Общение с императрицей оказывалось делом более сложным, чем хождение по льду в бальных туфлях. Екатерина II вспоминала: «Говорить в присутствии Ее величества было задачей не менее трудной, чем знать ее обеденный час. Было множество тем для разговора, которые она не любила: например, не следовало совсем говорить ни о короле прусском, ни о Вольтере, ни о болезнях, ни о покойниках (по ее указу было запрещено проносить покойников мимо дворца и по близлежащим улицам. — Е. А.), ни о красивых женщинах, ни о французских манерах, ни о науках — все эти предметы разговора ей не нравились. Кроме того, у нее было множество суеверий, которых не следовало оскорблять; она также бывала настроена против некоторых лиц и склонна перетолковывать в дурную сторону все, что бы они ни говорили, а так как окружающие охотно восстанавливали ее против очень многих, то никто не мог быть уверен в том, не имеет ли она чего-либо против него; вследствие этого разговор был очень щекотливым». Нередко бывало, что императрица «бросала с досадой салфетку на стол и покидала компанию».

Приближенным государыни важно было знать, хорошее у нее настроение или дурное, и предусмотреть, что из этого последует.

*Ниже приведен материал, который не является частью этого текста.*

// Copyright (c) Microsoft Corporation.
// Licensed under the MIT License.

//! A concurrent message and session pump for Azure Service Bus style brokers.
//!
//! [`Pump`] pulls messages from a broker entity (queue or subscription) and
//! delivers them to a user-supplied callback under bounded concurrency,
//! renewing message or session locks for the duration of the callback and
//! disposing of each message according to the callback's outcome. It runs in
//! one of two mutually exclusive modes, chosen by which handler is
//! registered:
//!
//! - a non-sessioned handler ([`MessageHandler`](handler::MessageHandler)),
//!   pumped by `N` independent worker loops, or
//! - a sessioned handler ([`SessionMessageHandler`](handler::SessionMessageHandler)),
//!   pumped by an outer session-acceptance loop feeding per-session inner
//!   worker loops, with a drain-quorum tracker deciding when a session has
//!   gone idle and should be released.
//!
//! The pump is generic over [`ReceiverFactory`](interfaces::ReceiverFactory)
//! and never depends on a particular transport; callers supply the broker
//! binding.

#![warn(missing_docs)]
#![allow(clippy::result_large_err)]

#[macro_use]
extern crate derive_builder;

pub mod error;
pub mod receive_mode;
pub mod model;
pub mod interfaces;
pub mod handler;
pub mod options;
mod renewal;
mod session_tracker;
mod message_pump;
mod session_pump;
mod disposition;
mod pump;

pub use error::{ErrorKind, Phase, PumpError};
pub use options::{
    MessageHandlerOptions, MessageHandlerOptionsBuilder, SessionHandlerOptions,
    SessionHandlerOptionsBuilder,
};
pub use pump::Pump;
pub use receive_mode::ReceiveMode;

/// Include the README doc on a struct when running doctests to validate that the code in the
/// README can compile to verify that it has not rotted.
#[doc = include_str!("../README.md")]
#[cfg(doctest)]
struct ReadmeDoctests;
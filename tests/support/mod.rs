// Copyright (c) Microsoft Corporation.
// Licensed under the MIT License.

//! Bespoke in-memory fakes for the pump's collaborator traits.
//!
//! Async trait objects with concurrently-running call sites don't compose
//! well with `mockall`'s expectation model, so these are hand-written: each
//! fake records what happened in a `Mutex` and is driven by an unbounded
//! channel of scripted events rather than a fixed timeout, so tests run at
//! the speed of the scheduler, not the wall clock.

#![allow(dead_code)]

use std::sync::{Arc, Mutex};
use std::time::Duration;

/// Initializes `env_logger` so a test run with `RUST_LOG` set surfaces the
/// pump's own `log::debug!`/`log::info!` output (renewal scheduling, session
/// drain/release). Safe to call from every test: `try_init` ignores the
/// "already initialized" error from a prior call in the same test binary.
pub fn init_logging() {
    let _ = env_logger::try_init();
}

use async_trait::async_trait;
use azure_service_bus_pump::error::{ErrorKind, PumpError};
use azure_service_bus_pump::handler::ExceptionSink;
use azure_service_bus_pump::interfaces::{MessageReceiver, ReceiverFactory, SessionReceiver};
use azure_service_bus_pump::model::LockedMessage;
use azure_service_bus_pump::receive_mode::ReceiveMode;
use chrono::{DateTime, Utc};
use tokio::sync::mpsc::{self, UnboundedReceiver, UnboundedSender};
use tokio::sync::Mutex as AsyncMutex;

/// A scripted outcome for one `receive`/`accept_session` call.
pub enum FakeEvent<T> {
    Item(T),
    Empty,
    Error(ErrorKind),
}

#[derive(Debug, Clone)]
pub struct FakeMessage {
    pub id: String,
    pub lock_token: Option<String>,
    pub locked_until: DateTime<Utc>,
}

impl FakeMessage {
    pub fn peek_lock(id: impl Into<String>, validity: Duration) -> Self {
        let id = id.into();
        Self {
            lock_token: Some(format!("lock-{id}")),
            locked_until: Utc::now() + chrono::Duration::from_std(validity).unwrap(),
            id,
        }
    }

    pub fn receive_and_delete(id: impl Into<String>) -> Self {
        Self { id: id.into(), lock_token: None, locked_until: Utc::now() }
    }
}

impl LockedMessage for FakeMessage {
    fn message_id(&self) -> &str {
        &self.id
    }
    fn lock_token(&self) -> Option<&str> {
        self.lock_token.as_deref()
    }
    fn locked_until(&self) -> DateTime<Utc> {
        self.locked_until
    }
}

/// Records every disposition/renewal call made against it.
#[derive(Default)]
pub struct CallLog {
    pub completed: Mutex<Vec<String>>,
    pub abandoned: Mutex<Vec<String>>,
    pub deferred: Mutex<Vec<String>>,
    pub dead_lettered: Mutex<Vec<String>>,
    pub renewed: Mutex<Vec<String>>,
    pub closed: Mutex<bool>,
}

pub struct FakeReceiver {
    events: AsyncMutex<UnboundedReceiver<FakeEvent<FakeMessage>>>,
    pub log: Arc<CallLog>,
}

impl FakeReceiver {
    /// Returns the receiver, its event sender, and a shared handle on its
    /// call log that remains valid after the receiver is moved into a
    /// [`FakeFactory`] and consumed by the pump.
    pub fn new() -> (Self, UnboundedSender<FakeEvent<FakeMessage>>, Arc<CallLog>) {
        let (sender, receiver) = mpsc::unbounded_channel();
        let log = Arc::new(CallLog::default());
        (Self { events: AsyncMutex::new(receiver), log: Arc::clone(&log) }, sender, log)
    }
}

#[async_trait]
impl MessageReceiver for FakeReceiver {
    type Message = FakeMessage;

    async fn receive(&self, _timeout: Duration) -> Result<Option<Self::Message>, PumpError> {
        let event = self.events.lock().await.recv().await;
        match event {
            Some(FakeEvent::Item(message)) => Ok(Some(message)),
            Some(FakeEvent::Empty) | None => Ok(None),
            Some(FakeEvent::Error(kind)) => Err(kind.into()),
        }
    }

    async fn complete(&self, lock_token: &str) -> Result<(), PumpError> {
        self.log.completed.lock().unwrap().push(lock_token.to_string());
        Ok(())
    }

    async fn abandon(&self, lock_token: &str) -> Result<(), PumpError> {
        self.log.abandoned.lock().unwrap().push(lock_token.to_string());
        Ok(())
    }

    async fn defer(&self, lock_token: &str) -> Result<(), PumpError> {
        self.log.deferred.lock().unwrap().push(lock_token.to_string());
        Ok(())
    }

    async fn dead_letter(
        &self,
        lock_token: &str,
        _reason: Option<String>,
        _description: Option<String>,
    ) -> Result<(), PumpError> {
        self.log.dead_lettered.lock().unwrap().push(lock_token.to_string());
        Ok(())
    }

    async fn renew_message_lock(&self, message: &Self::Message) -> Result<DateTime<Utc>, PumpError> {
        self.log.renewed.lock().unwrap().push(message.id.clone());
        Ok(Utc::now() + chrono::Duration::seconds(30))
    }

    async fn close(&self) -> Result<(), PumpError> {
        *self.log.closed.lock().unwrap() = true;
        Ok(())
    }
}

/// Records invocations against an [`azure_service_bus_pump::handler::ExceptionSink`].
#[derive(Default)]
pub struct RecordingExceptionSink {
    pub reports: Mutex<Vec<(String, azure_service_bus_pump::error::Phase)>>,
}

impl ExceptionSink for RecordingExceptionSink {
    fn notify_exception(&self, error: &PumpError, phase: azure_service_bus_pump::error::Phase) {
        self.reports.lock().unwrap().push((error.to_string(), phase));
    }
}

pub struct FakeSession {
    pub session_id: String,
    events: AsyncMutex<UnboundedReceiver<FakeEvent<FakeMessage>>>,
    locked_until: DateTime<Utc>,
    pub log: Arc<CallLog>,
}

impl FakeSession {
    /// See [`FakeReceiver::new`] for why the call log is returned separately.
    pub fn new(
        session_id: impl Into<String>,
        validity: Duration,
    ) -> (Self, UnboundedSender<FakeEvent<FakeMessage>>, Arc<CallLog>) {
        let (sender, receiver) = mpsc::unbounded_channel();
        let log = Arc::new(CallLog::default());
        (
            Self {
                session_id: session_id.into(),
                events: AsyncMutex::new(receiver),
                locked_until: Utc::now() + chrono::Duration::from_std(validity).unwrap(),
                log: Arc::clone(&log),
            },
            sender,
            log,
        )
    }
}

#[async_trait]
impl MessageReceiver for FakeSession {
    type Message = FakeMessage;

    async fn receive(&self, _timeout: Duration) -> Result<Option<Self::Message>, PumpError> {
        let event = self.events.lock().await.recv().await;
        match event {
            Some(FakeEvent::Item(message)) => Ok(Some(message)),
            Some(FakeEvent::Empty) | None => Ok(None),
            Some(FakeEvent::Error(kind)) => Err(kind.into()),
        }
    }

    async fn complete(&self, lock_token: &str) -> Result<(), PumpError> {
        self.log.completed.lock().unwrap().push(lock_token.to_string());
        Ok(())
    }

    async fn abandon(&self, lock_token: &str) -> Result<(), PumpError> {
        self.log.abandoned.lock().unwrap().push(lock_token.to_string());
        Ok(())
    }

    async fn defer(&self, lock_token: &str) -> Result<(), PumpError> {
        self.log.deferred.lock().unwrap().push(lock_token.to_string());
        Ok(())
    }

    async fn dead_letter(
        &self,
        lock_token: &str,
        _reason: Option<String>,
        _description: Option<String>,
    ) -> Result<(), PumpError> {
        self.log.dead_lettered.lock().unwrap().push(lock_token.to_string());
        Ok(())
    }

    async fn renew_message_lock(&self, message: &Self::Message) -> Result<DateTime<Utc>, PumpError> {
        self.log.renewed.lock().unwrap().push(message.id.clone());
        Ok(Utc::now() + chrono::Duration::seconds(30))
    }

    async fn close(&self) -> Result<(), PumpError> {
        *self.log.closed.lock().unwrap() = true;
        Ok(())
    }
}

#[async_trait]
impl SessionReceiver for FakeSession {
    fn session_id(&self) -> &str {
        &self.session_id
    }

    fn locked_until(&self) -> DateTime<Utc> {
        self.locked_until
    }

    async fn renew_lock(&self) -> Result<DateTime<Utc>, PumpError> {
        self.log.renewed.lock().unwrap().push(format!("session:{}", self.session_id));
        Ok(Utc::now() + chrono::Duration::seconds(30))
    }
}

/// Hands out a single pre-built non-sessioned receiver, or a queue of
/// pre-built sessions (one per `accept_session` call). Exhausting the session
/// queue yields [`ErrorKind::OperationCancelled`], simulating teardown.
pub struct FakeFactory {
    receiver: Mutex<Option<FakeReceiver>>,
    sessions: Mutex<std::collections::VecDeque<Result<FakeSession, ErrorKind>>>,
}

impl FakeFactory {
    pub fn with_receiver(receiver: FakeReceiver) -> Self {
        Self { receiver: Mutex::new(Some(receiver)), sessions: Mutex::new(std::collections::VecDeque::new()) }
    }

    pub fn with_sessions(sessions: Vec<Result<FakeSession, ErrorKind>>) -> Self {
        Self { receiver: Mutex::new(None), sessions: Mutex::new(sessions.into()) }
    }
}

#[async_trait]
impl ReceiverFactory for FakeFactory {
    type MessageReceiver = FakeReceiver;
    type SessionReceiver = FakeSession;

    async fn create_receiver(
        &self,
        _entity_path: &str,
        _mode: ReceiveMode,
    ) -> Result<Self::MessageReceiver, PumpError> {
        self.receiver
            .lock()
            .unwrap()
            .take()
            .ok_or_else(|| ErrorKind::UnsupportedOperation("receiver already taken".to_string()).into())
    }

    async fn accept_session(
        &self,
        _entity_path: &str,
        _mode: ReceiveMode,
    ) -> Result<Self::SessionReceiver, PumpError> {
        match self.sessions.lock().unwrap().pop_front() {
            Some(Ok(session)) => Ok(session),
            Some(Err(kind)) => Err(kind.into()),
            None => Err(ErrorKind::OperationCancelled.into()),
        }
    }
}

/// Always succeeds; records every `(session_id, message_id)` pair handled and
/// whether `on_close_session` was invoked.
#[derive(Default)]
pub struct ScriptedSessionHandler {
    pub handled: Mutex<Vec<(String, String)>>,
    pub closed_sessions: Mutex<Vec<String>>,
}

#[async_trait]
impl azure_service_bus_pump::handler::SessionMessageHandler<FakeSession, FakeMessage>
    for ScriptedSessionHandler
{
    type Error = String;

    async fn handle(&self, session: &FakeSession, message: &FakeMessage) -> Result<(), Self::Error> {
        self.handled.lock().unwrap().push((session.session_id.clone(), message.id.clone()));
        Ok(())
    }

    async fn on_close_session(&self, session: &FakeSession) -> Result<(), Self::Error> {
        self.closed_sessions.lock().unwrap().push(session.session_id.clone());
        Ok(())
    }
}

/// Always succeeds or always fails, depending on construction.
pub struct ScriptedMessageHandler {
    pub should_fail: bool,
    pub invocations: Mutex<usize>,
}

impl ScriptedMessageHandler {
    pub fn succeeding() -> Self {
        Self { should_fail: false, invocations: Mutex::new(0) }
    }
    pub fn failing() -> Self {
        Self { should_fail: true, invocations: Mutex::new(0) }
    }
}

#[async_trait]
impl azure_service_bus_pump::handler::MessageHandler<FakeMessage> for ScriptedMessageHandler {
    type Error = String;

    async fn handle(&self, _message: &FakeMessage) -> Result<(), Self::Error> {
        *self.invocations.lock().unwrap() += 1;
        if self.should_fail { Err("callback failed".to_string()) } else { Ok(()) }
    }
}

В записках Екатерины II есть эпизод, прекрасно иллюстрирующий нрав Елизаветы. Двор находился в подмосковном селе Софьино. В шатре был накрыт стол, все ждали, когда императрица выйдет к обеду. Екатерина пишет: «Она появилась, и все присутствующие по косому взгляду исподлобья, какой она бросала, когда была рассержена, поняли, что она была не в духе. Тут-то и надо было держать ухо востро, не сказать чего-нибудь неприятного для государыни или ответить невпопад. А как раз в такой момент императрица имела привычку задирать присутствующих. Говоря о бедности, в которой она жила при императрице Анне Иоанновне (добавим от себя, что понятие „бедности“ применительно к цесаревне Елизавете весьма условно. — Е. А.), Елизавета сказала: „Хотя у меня было тогда не более тридцати тысяч дохода, на которые я содержала весь дом, тем не менее у меня не было долгов“. При этом она бросила взгляд на меня. „У меня их не было, — продолжала она, — потому, что я боялась Бога и не хотела, чтобы моя душа пошла в ад, если бы я умерла, а долги мои остались бы не уплаченными“. Тут вторично был брошен на меня взгляд. Императрица продолжала: „Правда, дома я одевалась очень просто, обыкновенно я носила юбку из черного гризета и кофту из белой тафты, в деревне я также не одевалась в дорогие материи“. Тут она метнула на меня весьма гневными глазами — в этот день на мне была богатая кофта, я прекрасно поняла, что императрица страшно на меня злилась, я хранила молчание по примеру всех присутствующих и слушала почтительно и не смущаясь. Ее величество еще долго продолжала в том же духе, переходя от одного предмета на другой, задирая то одних, то других и возвращаясь к тому же припеву, который я должна была глотать».